The Defence and Acquisition Council recently cleared a deal between India and the United States to buy Armed Unmanned Aerial Vehicles (UAVs) from the US.
Key points:
• Under the deal, General Atomics Aeronautical Systems,Inc. (GA-ASI) will sell about 30 armed MQ-9B drones to India. Twelve of these will go to the Indian Navy, and the rest will be used by the Indian Army and Indian Air Force.
• Co-production of the GE-F-414 propeller engines for the improved Tejas-Mark 2 is another deal.
About the drones:
• The UAVs should be able to stay in the air for a long time and be dangerous. They should be able to find and identify ships at sea, and if they are armed, they should be able to attack and run operations up to the choke points at the ends of the Indian Ocean region.
• The UAVs should be able to work for more than 30 hours and have a range of up to 5500 nautical miles in all kinds of weather. General Atomics Aeronautical Systems, Inc. (GA-ASI) is the company that makes drones. It makes unmanned aircraft and offers radar, signal intelligence, and automated airborne systems.
• The drones can stay in the air for long periods of time and can be armed with air-to-ground missiles, smart bombs, Hellfire missiles with long-range precision-strike capabilities, and up to 450 kilogrammes of explosives.About $3 billion is expected to be spent on the whole deal.
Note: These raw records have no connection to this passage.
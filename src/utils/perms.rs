use bitflags::bitflags;

bitflags! {
    #[derive(Debug, Clone, Copy, PartialEq, Eq)]
    pub struct GroupPermission: u32 {
        const NONE           = 0;
        const POST           = 1 << 0;
        const MODERATE_POSTS = 1 << 1;
        const UPDATE_INFO    = 1 << 2;
        const MANAGE_MEMBERS = 1 << 3;
    }
}

#[derive(Debug, Clone, Copy, PartialEq, Eq)]
pub enum GroupRole {
    Member,
    Moderator,
    Admin,
}

impl GroupRole {
    pub fn as_str(&self) -> &'static str {
        match self {
            GroupRole::Member => "member",
            GroupRole::Moderator => "moderator",
            GroupRole::Admin => "admin",
        }
    }

    pub fn from_db(value: &str) -> Option<GroupRole> {
        match value {
            "member" => Some(GroupRole::Member),
            "moderator" => Some(GroupRole::Moderator),
            "admin" => Some(GroupRole::Admin),
            _ => None,
        }
    }
}

/// Group permissions by role.
/// Members post; moderators also curate the group feed; admins run the group.
pub fn role_permissions(role: GroupRole) -> GroupPermission {
    match role {
        GroupRole::Member => GroupPermission::POST,
        GroupRole::Moderator => GroupPermission::POST | GroupPermission::MODERATE_POSTS,
        GroupRole::Admin => {
            GroupPermission::POST
                | GroupPermission::MODERATE_POSTS
                | GroupPermission::UPDATE_INFO
                | GroupPermission::MANAGE_MEMBERS
        }
    }
}

pub fn permissions_to_list(p: GroupPermission) -> Vec<&'static str> {
    let mut out = Vec::new();

    if p.contains(GroupPermission::POST) {
        out.push("POST");
    }
    if p.contains(GroupPermission::MODERATE_POSTS) {
        out.push("MODERATE_POSTS");
    }
    if p.contains(GroupPermission::UPDATE_INFO) {
        out.push("UPDATE_INFO");
    }
    if p.contains(GroupPermission::MANAGE_MEMBERS) {
        out.push("MANAGE_MEMBERS");
    }

    out
}

#[cfg(test)]
mod tests {
    use super::*;

    #[test]
    fn members_only_post() {
        let p = role_permissions(GroupRole::Member);
        assert_eq!(p, GroupPermission::POST);
    }

    #[test]
    fn admin_has_everything() {
        let p = role_permissions(GroupRole::Admin);
        assert_eq!(
            permissions_to_list(p),
            vec!["POST", "MODERATE_POSTS", "UPDATE_INFO", "MANAGE_MEMBERS"]
        );
    }

    #[test]
    fn role_round_trip() {
        for role in [GroupRole::Member, GroupRole::Moderator, GroupRole::Admin] {
            assert_eq!(GroupRole::from_db(role.as_str()), Some(role));
        }
        assert_eq!(GroupRole::from_db("owner"), None);
    }
}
• There are two kinds of MQ-9B drones: the Sky Guardian and the Sea Guardian. The three services are getting hunter killer sea guardian drones because they can do a lot of different things, like maritime intelligence, anti-submarine warfare, and over-the-horizon targeting, among other things.
• Once they are bought, the drones will make it easier to keep watch along the Line of Actual Control (LAC) and further into the Indian Ocean.